Urchins use their teeth to carve out cavities in limestone, which is also calcite. Calcite vs calcite should not be a winning formula for cutting, but urchins do several things to make this possible. Each of the five teeth consists of two blocks of intergrown calcite crystals, oriented to make the calcite cleave (break) in a way that amounts to self-sharpening of each tooth’s surfaces. The interleaving of those crystals also creates a microscopic, corrugated surface that aids cutting, and urchins also preferentially add magnesium to the calcite near the tips of the teeth, making those points harder and stronger (Ma and others, 2009, The grinding tip of the sea urchin tooth exhibits exquisite control over calcite crystal orientation and Mg distribution: Proc. Nat. Acad. of Sciences, March 30, 2009).
There’s not enough magnesium in urchin teeth to call the compound dolomite; more properly it is slightly magnesian calcite, but it’s still harder than pure calcium carbonate especially when the intergrowth of crystals is considered as well.
Echinoids, sea urchins, have been around since the Ordovician, about 450 million years ago, without any exceptional change. They were decimated by mass extinctions (only two lineages survived the great extinction event at the end of the Permian) but survived as a group, with about 900 living species and many hundreds of extinct species. They are members of the phylum Echinodermata, which includes starfishes, crinoids, blastoids, sea cucumbers, sand dollars, and other groups that are typified by 5-fold symmetry, reflected here in the five teeth of the urchin at top and the five-branched pattern in the test (body shell) of the echinoid from Florida above.
Cidarids like the one in my photo at top (probably Cidaris rugosa or a close relative) also secrete calcite as spines and plates covering their bodies.
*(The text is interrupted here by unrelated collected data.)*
//! The façade coordinating submission, status reads, listing, and deletion.
//! Owns no long-lived state beyond the configuration passed to its
//! constructor; every operation is a fresh composition of the leaf
//! components.

use futures::stream::{self, StreamExt};

use crate::config::ServiceConfig;
use crate::descriptor::FrameworkDescription;
use crate::error::{Error, Result};
use crate::launcher::{ExecutionType, LauncherClient};
use crate::spec::JobSpec;
use crate::staging::ArtifactStager;
use crate::status::{
    task_role_statuses, JobDetail, JobListing, JobOverview, JobStatus, ListFailure,
};
use crate::storage::RemoteStorageSync;

/// Upper bound on concurrent per-job status fetches during a listing.
const LIST_CONCURRENCY: usize = 8;

pub struct JobOrchestrator {
    config: ServiceConfig,
    launcher: LauncherClient,
    stager: ArtifactStager,
    storage: RemoteStorageSync,
}

impl JobOrchestrator {
    pub fn new(config: ServiceConfig) -> Self {
        let launcher = LauncherClient::new(&config.launcher);
        let stager = ArtifactStager::new(config.staging.clone());
        let storage = RemoteStorageSync::new(config.storage.clone());
        Self {
            config,
            launcher,
            stager,
            storage,
        }
    }

    /// Submit a job: validate, stage artifacts locally, sync them to the
    /// distributed filesystem, then hand the framework description to the
    /// launcher.
    ///
    /// Submission is idempotent by job name for the same owner (the
    /// launcher PUT is an update). A name already claimed by another user is
    /// a conflict. A failure after the remote sync but before the launcher
    /// accepts the PUT leaves the staged directory in place with no
    /// scheduler entry; callers should re-query before retrying.
    pub async fn submit(&self, username: &str, spec: &JobSpec) -> Result<()> {
        spec.validate()?;

        if let Some(request) = self.launcher.get_framework_request(&spec.job_name).await? {
            let owner = request
                .framework_descriptor
                .and_then(|d| d.user)
                .and_then(|u| u.name);
            if let Some(owner) = owner {
                if owner != username {
                    return Err(Error::AlreadyExists {
                        name: spec.job_name.clone(),
                        owner,
                    });
                }
                tracing::info!(job = %spec.job_name, user = username, "Updating existing framework");
            }
        }

        let output_dir =
            spec.resolve_output_dir(&self.config.storage.default_fs_uri, username);

        // Best-effort pre-creation of the output directory. The directory is
        // used by the job's own workload, not by submission itself, so a
        // failure here is logged and the submission proceeds.
        if output_dir.starts_with("hdfs://") {
            let storage = self.storage.clone();
            let dir = output_dir.clone();
            let user = username.to_string();
            let job = spec.job_name.clone();
            tokio::spawn(async move {
                if let Err(e) = storage.mkdir_p(&dir, &user).await {
                    tracing::warn!(job = %job, dir = %dir, error = %e,
                        "Output directory pre-creation failed");
                }
            });
        }

        let description = FrameworkDescription::build(spec, username);

        let job_dir = self
            .stager
            .stage(
                spec,
                username,
                &self.config.storage.default_fs_uri,
                &output_dir,
                &description,
            )
            .await?;
        tracing::info!(job = %spec.job_name, dir = %job_dir.display(), "Job artifacts staged");

        // The launcher must be able to dereference sourceLocations as soon
        // as it accepts the framework, so the upload is strictly ordered
        // before the PUT. A sync failure is fatal; the staged directory is
        // left in place for diagnosis.
        let remote_parent = self.storage.remote_job_parent(username);
        self.storage.mkdir_p(&remote_parent, username).await?;
        self.storage.upload(&job_dir, &remote_parent, username).await?;
        tracing::info!(job = %spec.job_name, remote = %remote_parent, "Job artifacts synced");

        self.launcher
            .put_framework(&spec.job_name, &description)
            .await?;
        tracing::info!(job = %spec.job_name, user = username, "Framework submitted");
        Ok(())
    }

    /// Fetch one job's status and task detail.
    ///
    /// A missing framework yields `Error::JobNotFound` carrying a stub
    /// detail with state `JOB_NOT_FOUND`; callers must check the error
    /// rather than assume the returned struct is live.
    pub async fn get(&self, name: &str) -> Result<JobDetail> {
        let info = match self.launcher.get_framework(name).await? {
            Some(info) if info.exception.is_none() => info,
            _ => {
                return Err(Error::JobNotFound {
                    name: name.to_string(),
                    stub: Box::new(JobDetail::not_found(name)),
                })
            }
        };

        let mut status = JobStatus::from_framework(name, &info);
        let task_roles = task_role_statuses(&info);

        // The status payload does not carry the owner; a second fetch of the
        // framework request recovers it.
        if let Some(request) = self.launcher.get_framework_request(name).await? {
            status.username = request
                .framework_descriptor
                .and_then(|d| d.user)
                .and_then(|u| u.name);
        }

        Ok(JobDetail { status, task_roles })
    }

    /// List all jobs known to the launcher, newest first.
    ///
    /// Per-job status fetches run with bounded concurrency; a failure for
    /// one job is collected into `failed` without poisoning its siblings.
    pub async fn list(&self) -> Result<JobListing> {
        let names = self.launcher.list_frameworks().await?;

        let results: Vec<std::result::Result<JobOverview, ListFailure>> =
            stream::iter(names.into_iter().map(|name| {
                let launcher = self.launcher.clone();
                async move {
                    match launcher.get_framework(&name).await {
                        Ok(Some(info)) if info.exception.is_none() => {
                            Ok(JobOverview::from(JobStatus::from_framework(&name, &info)))
                        }
                        Ok(_) => Err(ListFailure {
                            reason: format!("framework {name} not found"),
                            name,
                        }),
                        Err(e) => Err(ListFailure {
                            reason: e.to_string(),
                            name,
                        }),
                    }
                }
            }))
            .buffer_unordered(LIST_CONCURRENCY)
            .collect()
            .await;

        let mut jobs = Vec::new();
        let mut failed = Vec::new();
        for result in results {
            match result {
                Ok(job) => jobs.push(job),
                Err(failure) => failed.push(failure),
            }
        }
        jobs.sort_by(|a, b| b.created_time.cmp(&a.created_time));

        if !failed.is_empty() {
            tracing::warn!(failed = failed.len(), "Some job statuses could not be fetched");
        }
        Ok(JobListing { jobs, failed })
    }

    /// Delete a job. Only the recorded owner or an admin may delete; the
    /// launcher is not contacted unless the authorization check passes.
    pub async fn delete(&self, name: &str, requester: &str, is_admin: bool) -> Result<()> {
        let owner = self
            .launcher
            .get_framework_request(name)
            .await?
            .and_then(|r| r.framework_descriptor)
            .and_then(|d| d.user)
            .and_then(|u| u.name)
            .ok_or_else(|| Error::JobNotFound {
                name: name.to_string(),
                stub: Box::new(JobDetail::not_found(name)),
            })?;

        if requester != owner && !is_admin {
            return Err(Error::Unauthorized {
                name: name.to_string(),
                owner,
                requester: requester.to_string(),
            });
        }

        self.launcher.delete_framework(name).await?;
        tracing::info!(job = name, requester, "Framework deleted");
        Ok(())
    }

    /// Pass a START/STOP execution-type change through to the launcher.
    pub async fn set_execution_type(&self, name: &str, execution: ExecutionType) -> Result<()> {
        self.launcher.put_execution_type(name, execution).await
    }

    pub fn config(&self) -> &ServiceConfig {
        &self.config
    }
}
The specimen below, from my friend Stephen Henderson, is a Middle Jurassic echinoid from France, Acrosalenia hemicidaroides. The basic plan of echinoid spines and plates has not changed much in 170 million years. Beneath Steve’s specimen is a remarkably intact specimen of the same species, photo by Didier Descouens licensed under the Creative Commons Attribution-Share Alike 3.0 Unported license. (I’m pretty sure that’s a photo of a painstakingly prepared real specimen, not a reconstruction, but I’m not certain.)

So as far as I am concerned, the urchin teeth here are the mineral calcite. Your mileage may vary according to how technical you want the definition of a mineral to be, and it isn’t important enough to me to argue about it!
The word urchin is ultimately from Latin for “hedgehog,” from their spiny nature, and echinoid is from a Greek word for the same thing, and the echidna, the “spiny anteater,” has a name with the same derivation.






Quite fascinating. Always intrigued by the sea urchin but never enquired into the creature's ways and means of providing for itself.
But I like your summary too. Subdivide its definition wherever you want!